#### DATA LISTING
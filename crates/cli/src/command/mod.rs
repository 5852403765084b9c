pub mod assets;
pub mod render;
pub mod rpc;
########
Reproduce the data above exactly, leaving nothing out.

• [COMPLETED EXERCISE]:
filename crates/cli/src/command/mod.rs
repository 5852403765084b9c
pub mod assets;
pub mod render;
pub mod rpc;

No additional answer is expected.